Automotive AC Hose Repairs

When you switch on the air-conditioning system and the compressor does not engage the most common reason is low Freon reserve. Problems with AC hoses or the O-ring sealing them to individual components are common reasons for refrigerant to escape. The routing and movement that naturally occur can cause worn spots on rubber hoses that will eventually leak.

Replacement parts are usually sourced from a manufacturer’s dealership or ordered after market. Although this can be the fastest and most expensive way to go, it may not be possible on 15 to 20-year-old automobiles. Part warehouses don’t usually stock replacements for really old cars. Here we will address a cost-effective alternative and provide a few facts on the operation and servicing of automotive AC hoses.

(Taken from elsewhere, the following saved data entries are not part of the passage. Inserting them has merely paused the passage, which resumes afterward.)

//! Nostr protocol primitives shared by the relay pool: events and filters.

pub mod filter;
pub mod nip01;

pub use filter::{Filter, FilterError};
pub use nip01::{
    Event, KIND_CONTACTS, KIND_METADATA, KIND_RECOMMEND_RELAY, KIND_SHORT_TEXT_NOTE,
};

Types of Refrigerant Lines

The major components of an air conditioning system all have an inlet and outlet connection. It’s the refrigerant lines that connect these parts together allowing them to function as one. O-ring seals are provided at the various connections providing a tight seal while allowing for some flexibility to absorb vibration and movement. This design also facilitates the replacement of individual pieces.

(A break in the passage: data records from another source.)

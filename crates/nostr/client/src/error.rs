//! Client error types.

use thiserror::Error;

/// Client error type.
#[derive(Debug, Error)]
pub enum ClientError {
    #[error("WebSocket error: {0}")]
    WebSocket(String),

    #[error("connection error: {0}")]
    Connection(String),

    #[error("invalid URL: {0}")]
    InvalidUrl(String),

    #[error("serialization error: {0}")]
    Serialization(#[from] serde_json::Error),

    #[error("URL parse error: {0}")]
    UrlParse(#[from] url::ParseError),

    #[error("timeout error: {0}")]
    Timeout(String),

    #[error("not connected")]
    NotConnected,

    #[error("failed to connect to relays: {}", .0.join(", "))]
    RelaysUnreachable(Vec<String>),

    #[error("protocol error: {0}")]
    Protocol(String),

    #[error("handler error: {0}")]
    Handler(String),
}

/// Client result type.
pub type Result<T> = std::result::Result<T, ClientError>;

All automotive AC will have at least three major refrigerant lines. These include the suction hose, liquid line and the discharge. The suction hoses are located between the outlet side of the AC evaporator and the inlet side of the compressor. It’s referred to as the suction side because this is where the compressor uses vacuum to pull in refrigerant. These are low pressure hoses that should be cool to the touch when operating and larger in diameter than the others found throughout the system.

High Pressure Tubing

The discharge line connects from the outlet of the compressor and runs to the inlet of the AC condenser located out in front of the radiator. This can cover a lot of ground on some automobiles and therefore is often the longest. The liquid line connects the condenser outlet to the receiver drier also known as the accumulator on some applications. This is the only line that is carrying Freon in the liquid state hence its nickname.

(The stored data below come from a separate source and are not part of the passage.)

//! Integration tests for subscription bookkeeping and event dispatch.

use nostr::{Event, Filter};
use nostr_relay_pool::{
    ClientError, ConnectionState, EventHandler, FragmentData, MemoryTransport, PoolConfig,
    PoolNotification, RelayEvent, RelayPool, Result,
};
use serde_json::json;
use std::sync::{Arc, Mutex};
use std::time::Duration;
use tokio::time::timeout;

const RELAY_A: &str = "wss://relay-a.example";
const RELAY_B: &str = "wss://relay-b.example";

fn note(id: &str, kind: u16) -> Event {
    Event {
        id: id.to_string(),
        pubkey: "author-pubkey".to_string(),
        created_at: 1_703_000_000,
        kind,
        tags: vec![vec!["t".to_string(), "nostr".to_string()]],
        content: format!("note {id}"),
        sig: "sig".to_string(),
    }
}

fn event_message(subscription_id: &str, event: &Event) -> String {
    json!(["EVENT", subscription_id, event]).to_string()
}

async fn pool_with_relays(urls: &[&str]) -> (RelayPool, MemoryTransport) {
    let transport = MemoryTransport::new();
    let pool = RelayPool::new(PoolConfig::default(), transport.clone());
    for url in urls {
        assert_eq!(pool.add_relay(url).await, ConnectionState::Open);
    }
    (pool, transport)
}

async fn next_notification(pool: &RelayPool) -> Option<PoolNotification> {
    timeout(Duration::from_secs(2), pool.events().recv())
        .await
        .ok()
        .flatten()
}

fn recording_handler(seen: &Arc<Mutex<Vec<String>>>) -> EventHandler {
    let seen = Arc::clone(seen);
    Arc::new(move |relay_event: &RelayEvent| -> Result<()> {
        seen.lock().unwrap().push(relay_event.event.id.clone());
        Ok(())
    })
}

#[tokio::test]
async fn test_event_reaches_stream_then_handlers() {
    let (pool, transport) = pool_with_relays(&[RELAY_A]).await;
    let seen = Arc::new(Mutex::new(Vec::new()));
    pool.register_handler(
        1,
        Arc::new(|_event: &RelayEvent| -> Result<()> {
            Err(ClientError::Handler("rejects everything".to_string()))
        }),
    );
    pool.register_handler(1, recording_handler(&seen));
    let reactions = Arc::new(Mutex::new(Vec::new()));
    pool.register_handler(7, recording_handler(&reactions));

    let ids = pool.subscribe(Some(RELAY_A), Filter::new().kind(1)).await;
    assert_eq!(ids.len(), 1);
    assert_eq!(
        transport.sent_json(RELAY_A),
        vec![json!(["REQ", ids[0], { "kinds": [1] }])]
    );

    let event = note("note-1", 1);
    assert!(transport.push_text(RELAY_A, event_message(&ids[0], &event)));

    assert_eq!(
        next_notification(&pool).await,
        Some(PoolNotification::Event(RelayEvent {
            relay_url: RELAY_A.to_string(),
            subscription_id: ids[0].clone(),
            event,
        }))
    );
    assert_eq!(*seen.lock().unwrap(), vec!["note-1"]);
    assert!(reactions.lock().unwrap().is_empty());

    assert!(transport.push_text(RELAY_A, json!(["EOSE", ids[0]]).to_string()));
    assert_eq!(
        next_notification(&pool).await,
        Some(PoolNotification::EndOfStoredEvents {
            relay_url: RELAY_A.to_string(),
            subscription_id: ids[0].clone(),
        })
    );
}

#[tokio::test]
async fn test_event_without_handlers_still_reaches_stream() {
    let (pool, transport) = pool_with_relays(&[RELAY_A]).await;
    let ids = pool.subscribe(Some(RELAY_A), Filter::new()).await;

    assert!(transport.push_text(RELAY_A, event_message(&ids[0], &note("lonely", 30023))));
    let notification = next_notification(&pool).await;
    assert!(matches!(
        notification,
        Some(PoolNotification::Event(RelayEvent { ref event, .. })) if event.id == "lonely"
    ));
}

#[tokio::test]
async fn test_fragmented_event_is_reassembled() {
    let (pool, transport) = pool_with_relays(&[RELAY_A]).await;
    let ids = pool.subscribe(Some(RELAY_A), Filter::new().kind(1)).await;
    let event = note("split", 1);
    let message = event_message(&ids[0], &event);
    let (head, tail) = message.as_bytes().split_at(message.len() / 3);

    assert!(transport.push_fragment(RELAY_A, FragmentData::Binary(head.to_vec()), false));
    assert!(transport.push_fragment(RELAY_A, FragmentData::Binary(tail.to_vec()), true));

    let notification = next_notification(&pool).await;
    assert!(matches!(
        notification,
        Some(PoolNotification::Event(RelayEvent { event: ref received, .. })) if *received == event
    ));
}

#[tokio::test]
async fn test_garbage_and_notices_do_not_disturb_the_connection() {
    let (pool, transport) = pool_with_relays(&[RELAY_A]).await;
    let ids = pool.subscribe(Some(RELAY_A), Filter::new().kind(1)).await;

    assert!(transport.push_text(RELAY_A, "[\"EVENT\", \"truncated"));
    assert!(transport.push_text(RELAY_A, r#"["NOTICE","slow down"]"#));
    assert!(transport.push_text(RELAY_A, r#"["OK","note-1",true,""]"#));
    assert!(transport.push_text(RELAY_A, event_message(&ids[0], &note("after", 1))));

    let notification = next_notification(&pool).await;
    assert!(matches!(
        notification,
        Some(PoolNotification::Event(RelayEvent { ref event, .. })) if event.id == "after"
    ));
    assert_eq!(pool.relay_state(RELAY_A).await, Some(ConnectionState::Open));
}

#[tokio::test]
async fn test_fan_out_subscribe_uses_distinct_ids() {
    let (pool, transport) = pool_with_relays(&[RELAY_A, RELAY_B]).await;
    transport.refuse("wss://down.example");
    assert_eq!(
        pool.add_relay("wss://down.example").await,
        ConnectionState::Failed
    );

    let filter = Filter::new().kind(1).limit(10);
    let ids = pool.subscribe(None, filter.clone()).await;
    assert_eq!(ids.len(), 2);
    assert_ne!(ids[0], ids[1]);

    for url in [RELAY_A, RELAY_B] {
        let recorded = pool.subscriptions(url);
        assert_eq!(recorded.len(), 1);
        let (id, recorded_filter) = recorded.iter().next().unwrap();
        assert!(ids.contains(id));
        assert_eq!(recorded_filter, &filter);
        assert_eq!(
            transport.sent_json(url),
            vec![json!(["REQ", id, { "kinds": [1], "limit": 10 }])]
        );
    }
    assert!(pool.subscriptions("wss://down.example").is_empty());
}

#[tokio::test]
async fn test_unsubscribe_removes_only_matching_filter() {
    let (pool, transport) = pool_with_relays(&[RELAY_A]).await;
    let notes = Filter::new().kinds([1, 6]);
    let reactions = Filter::new().kind(7);

    let note_ids = pool.subscribe(Some(RELAY_A), notes.clone()).await;
    let reaction_ids = pool.subscribe(Some(RELAY_A), reactions.clone()).await;

    pool.unsubscribe(Some(RELAY_A), &Filter::new().kinds([6, 1])).await;

    let remaining = pool.subscriptions(RELAY_A);
    assert_eq!(remaining.len(), 1);
    assert_eq!(remaining.get(&reaction_ids[0]), Some(&reactions));
    assert_eq!(
        transport.sent_json(RELAY_A).last(),
        Some(&json!(["CLOSE", note_ids[0]]))
    );

    let sent_before = transport.sent(RELAY_A).len();
    pool.unsubscribe(Some(RELAY_A), &notes).await;
    pool.unsubscribe(Some("wss://unknown.example"), &reactions).await;
    assert_eq!(transport.sent(RELAY_A).len(), sent_before);
    assert_eq!(pool.subscriptions(RELAY_A).len(), 1);
}

#[tokio::test]
async fn test_unsubscribe_everywhere_closes_each_relay_id() {
    let (pool, transport) = pool_with_relays(&[RELAY_A, RELAY_B]).await;
    let filter = Filter::new().authors(["alice"]);
    let ids = pool.subscribe(None, filter.clone()).await;

    pool.unsubscribe(None, &filter).await;

    for url in [RELAY_A, RELAY_B] {
        assert!(pool.subscriptions(url).is_empty());
        let closed = transport.sent_json(url).pop().unwrap();
        assert_eq!(closed[0], "CLOSE");
        assert!(ids.iter().any(|id| closed[1] == id.as_str()));
    }
}

#[tokio::test]
async fn test_remove_relay_closes_subscriptions_and_transport() {
    let (pool, transport) = pool_with_relays(&[RELAY_A, RELAY_B]).await;
    let first = pool.subscribe(Some(RELAY_A), Filter::new().kind(1)).await;
    let second = pool.subscribe(Some(RELAY_A), Filter::new().kind(7)).await;

    pool.remove_relay(RELAY_A).await;

    let sent = transport.sent_json(RELAY_A);
    assert!(sent.contains(&json!(["CLOSE", first[0]])));
    assert!(sent.contains(&json!(["CLOSE", second[0]])));
    assert!(!transport.is_connected(RELAY_A));
    assert_eq!(pool.relay_state(RELAY_A).await, None);
    assert!(pool.subscriptions(RELAY_A).is_empty());
    assert_eq!(pool.relay_urls().await, vec![RELAY_B]);

    pool.remove_relay(RELAY_A).await;
}

#[tokio::test]
async fn test_close_all_then_stale_fragment_is_ignored() {
    let (pool, transport) = pool_with_relays(&[RELAY_A, RELAY_B]).await;
    let seen = Arc::new(Mutex::new(Vec::new()));
    pool.register_handler(1, recording_handler(&seen));
    let ids = pool.subscribe(None, Filter::new().kind(1)).await;
    let events = pool.events();

    pool.close_all().await;

    assert!(pool.relay_urls().await.is_empty());
    for url in [RELAY_A, RELAY_B] {
        assert!(!transport.is_connected(url));
        assert_eq!(transport.sent_json(url).last().map(|m| m[0].clone()), Some(json!("CLOSE")));
        assert!(pool.subscriptions(url).is_empty());
    }

    assert!(!transport.push_text(RELAY_A, event_message(&ids[0], &note("late", 1))));
    assert_eq!(timeout(Duration::from_secs(1), events.recv()).await.ok(), Some(None));
    assert!(seen.lock().unwrap().is_empty());

    pool.close_all().await;
    assert!(pool.is_closed());
    assert!(pool.subscribe(None, Filter::new()).await.is_empty());
    assert_eq!(pool.add_relay(RELAY_A).await, ConnectionState::Failed);
}

#[tokio::test]
async fn test_fragment_in_flight_at_close_all_is_harmless() {
    let (pool, transport) = pool_with_relays(&[RELAY_A]).await;
    let ids = pool.subscribe(Some(RELAY_A), Filter::new().kind(1)).await;
    let events = pool.events();

    assert!(transport.push_fragment(RELAY_A, FragmentData::Text("[\"EVENT\",".to_string()), false));
    assert!(transport.push_text(RELAY_A, event_message(&ids[0], &note("racing", 1))));
    pool.close_all().await;

    let drained = timeout(Duration::from_secs(1), async {
        while events.recv().await.is_some() {}
    })
    .await;
    assert!(drained.is_ok());
}

#[tokio::test]
async fn test_publish_goes_to_open_relays_only() {
    let (pool, transport) = pool_with_relays(&[RELAY_A, RELAY_B]).await;
    transport.close(RELAY_B, 1000, "maintenance");
    for _ in 0..100 {
        if pool.relay_state(RELAY_B).await == Some(ConnectionState::Closed) {
            break;
        }
        tokio::task::yield_now().await;
    }
    assert_eq!(pool.relay_state(RELAY_B).await, Some(ConnectionState::Closed));

    let event = note("published", 1);
    let confirmations = pool.publish(&event).await.unwrap();
    assert_eq!(confirmations.len(), 1);
    assert_eq!(confirmations[0].relay_url, RELAY_A);
    assert!(confirmations[0].accepted);
    assert_eq!(transport.sent_json(RELAY_A), vec![json!(["EVENT", event])]);
}

#[tokio::test]
async fn test_connect_all_reports_unreachable_relays() {
    let transport = MemoryTransport::new();
    transport.refuse(RELAY_B);
    let pool = RelayPool::new(
        PoolConfig::with_relays([RELAY_A, RELAY_B]),
        transport.clone(),
    );

    let error = pool.connect_all().await.unwrap_err();
    assert!(error.to_string().contains(RELAY_B));
    assert!(!error.to_string().contains(RELAY_A));
    assert_eq!(pool.relay_state(RELAY_A).await, Some(ConnectionState::Open));
    assert_eq!(pool.relay_state(RELAY_B).await, Some(ConnectionState::Failed));

    transport.accept(RELAY_B);
    pool.connect_all().await.unwrap();
    assert_eq!(transport.open_count(RELAY_A), 1);
    assert_eq!(pool.relay_state(RELAY_B).await, Some(ConnectionState::Open));
}

#[tokio::test]
async fn test_messages_from_one_relay_arrive_in_order() {
    let (pool, transport) = pool_with_relays(&[RELAY_A]).await;
    let seen = Arc::new(Mutex::new(Vec::new()));
    pool.register_handler(1, recording_handler(&seen));
    let ids = pool.subscribe(Some(RELAY_A), Filter::new().kind(1)).await;
    let sub = &ids[0];

    let split = |text: String, pieces: usize| -> Vec<String> {
        let bytes = text.into_bytes();
        let size = bytes.len().div_ceil(pieces);
        bytes
            .chunks(size)
            .map(|chunk| String::from_utf8_lossy(chunk).into_owned())
            .collect()
    };

    assert!(transport.push_text(RELAY_A, event_message(sub, &note("first", 1))));
    let second = split(event_message(sub, &note("second", 1)), 3);
    let last = second.len() - 1;
    for (index, piece) in second.into_iter().enumerate() {
        assert!(transport.push_fragment(RELAY_A, FragmentData::Text(piece), index == last));
    }
    assert!(transport.push_text(RELAY_A, json!(["EOSE", sub]).to_string()));
    assert!(transport.push_text(RELAY_A, event_message(sub, &note("third", 1))));
    let fourth = split(event_message(sub, &note("fourth", 1)), 2);
    let last = fourth.len() - 1;
    for (index, piece) in fourth.into_iter().enumerate() {
        assert!(transport.push_fragment(RELAY_A, FragmentData::Text(piece), index == last));
    }

    let mut received = Vec::new();
    for _ in 0..5 {
        match next_notification(&pool).await {
            Some(PoolNotification::Event(relay_event)) => received.push(relay_event.event.id),
            Some(PoolNotification::EndOfStoredEvents { .. }) => received.push("EOSE".to_string()),
            None => break,
        }
    }
    assert_eq!(received, vec!["first", "second", "EOSE", "third", "fourth"]);
    assert_eq!(
        *seen.lock().unwrap(),
        vec!["first", "second", "third", "fourth"]
    );
}

#[tokio::test(flavor = "multi_thread", worker_threads = 4)]
async fn test_subscribe_while_relay_opens_sends_one_req_per_subscription() {
    for _ in 0..200 {
        let transport = MemoryTransport::new();
        let pool = RelayPool::new(PoolConfig::default(), transport.clone());

        let adding = {
            let pool = pool.clone();
            tokio::spawn(async move { pool.add_relay(RELAY_A).await })
        };
        let subscribing = {
            let pool = pool.clone();
            tokio::spawn(async move {
                while pool.relay(RELAY_A).await.is_none() {
                    tokio::task::yield_now().await;
                }
                pool.subscribe(Some(RELAY_A), Filter::new().kind(1)).await
            })
        };
        assert_eq!(adding.await.unwrap(), ConnectionState::Open);
        assert_eq!(subscribing.await.unwrap().len(), 1);

        let requested: Vec<String> = transport
            .sent_json(RELAY_A)
            .iter()
            .filter(|message| message[0] == "REQ")
            .filter_map(|message| message[1].as_str().map(ToString::to_string))
            .collect();
        let recorded: Vec<String> = pool.subscriptions(RELAY_A).into_keys().collect();
        assert_eq!(requested, recorded);
    }
}

#[tokio::test(flavor = "multi_thread", worker_threads = 4)]
async fn test_add_racing_close_all_leaves_nothing_behind() {
    for _ in 0..200 {
        let transport = MemoryTransport::new();
        let pool = RelayPool::new(PoolConfig::default(), transport.clone());

        let adding = {
            let pool = pool.clone();
            tokio::spawn(async move { pool.add_relay(RELAY_A).await })
        };
        let closing = {
            let pool = pool.clone();
            tokio::spawn(async move { pool.close_all().await })
        };
        adding.await.unwrap();
        closing.await.unwrap();

        assert!(pool.relay_urls().await.is_empty());
        assert_eq!(pool.relay_state(RELAY_A).await, None);
        assert!(!transport.is_connected(RELAY_A));
    }
}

Discharge and liquid lines are always very warm to the touch and easily distinguishable from the much larger diameter suction line. Both of these high pressure hoses are made up mostly of aluminum tubing but can contain small sections of rubber hose to allow for flexibility and safe routing in the engine compartment. Any rubber hose utilized in an air conditioning system is specially manufactured to carry refrigerant. Vehicles that use the R134A type of Freon have an additional layer of rubber that serves as a barrier to prevent the refrigerant from escaping through the pores of the hose.

AC hose Common problems

When Freon leaks are detected from hoses, problems can often be further isolated to the O-ring connection. Telltale signs of a leaky connection is moist looking dirty spots. When refrigerant leaks out it leaves deposits of lubricating oil behind. Dirt from the engine compartment will stick to this wetness. These areas should be cleaned, disassembled and inspected after the remaining Freon is recovered. New O-rings can be obtained from any parts store. It is highly recommended to lubricate replacement O-rings with a liberal amount of clean refrigerant oil.

Although a large percentage of cars go to the junkyard with original equipment air-conditioning hoses installed, problems can still occur that require service. Rub through and worn spots on rubber sections are more common on older vehicles with high mileage. Slight movement over long periods of time can wear away the outer covering exposing the inner core. Freon is capable of permeating rubber and therefore can start escaping. Catastrophic failure can also occur during auto accidents tearing lines completely open.

AC Hose Repair Tips

When repairs are needed, shops will just include the replacement assembly in the estimate and not offer options to the consumer. It makes sense for them as it’s the fastest way to resolve problems, plus they make a profit marking up each individual part. Replacing with new is far from the only option available. Low mileage used parts can often be found in salvage yards. When these types of replacements are used they must be flushed thoroughly using standard procedures before installation.

The other option available is repairing the original equipment. There are companies that specialize in manufacturing hoses. One popular franchise found throughout the U.S. is Goodyear rubber products. This company manufactures specialized hoses for many different uses including farm machinery, heavy equipment and automobiles. This is the type of store that somebody would find a replacement hydraulic hose for a Caterpillar bulldozer. These locations provide walk-in or mail in services, ship worldwide and can manufacture by application.

All automotive air conditioning systems will have three major hoses. The suction, discharge and the liquid line. When refrigerant leaks are isolated to their connections there is no need to replace the hose. The remaining Freon can be recovered and just the O-ring replaced. On systems that are opened to the atmosphere for longer than 5 minutes consider replacing the accumulator. Hoses that carry refrigerant are manufactured with a barrier that prevents small molecule vapor from escaping. Replacement parts can be sourced new from dealerships or an aftermarket supplier. Damage refrigerant lines can also be repaired by companies that provide hydraulic hose service for heavy equipment and farm machinery.